Stored data:
--------

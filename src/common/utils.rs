use rand::Rng;
use std::time::Duration;

// ==========================================
// 算法工具 (Algorithmic Utilities)
// ==========================================

/// 计算指数退避时间 (Exponential Backoff with Jitter)
///
/// - attempt: 当前重试次数 (1, 2, 3...)
/// - base: 基础延迟 (例如 100ms)
/// - max: 最大延迟 (例如 2s)
pub fn calculate_backoff(attempt: u32, base: Duration, max: Duration) -> Duration {
    let mut rng = rand::rng();

    // 1. 计算指数部分: base * 2^(attempt-1)
    let exponent = 2u32.saturating_pow(attempt.saturating_sub(1).min(30));
    let backoff = base.as_secs_f64() * (exponent as f64);

    // 2. 限制最大值 (Cap)
    let capped = backoff.min(max.as_secs_f64());

    // 3. 添加抖动 (Full Jitter)
    // 随机取 [0, backoff] 之间的值
    let jittered = if capped > 0.0 {
        rng.random_range(0.0..=capped)
    } else {
        0.0
    };

    // 4. 保证最小延迟 (防止 0ms 空转)
    Duration::from_secs_f64(jittered.max(0.005))
}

--------

Go through the records and gather the lines that hold "base".

/// - base: 基础延迟 (例如 100ms)
pub fn calculate_backoff(attempt: u32, base: Duration, max: Duration) -> Duration {
    // 1. 计算指数部分: base * 2^(attempt-1)
    let backoff = base.as_secs_f64() * (exponent as f64);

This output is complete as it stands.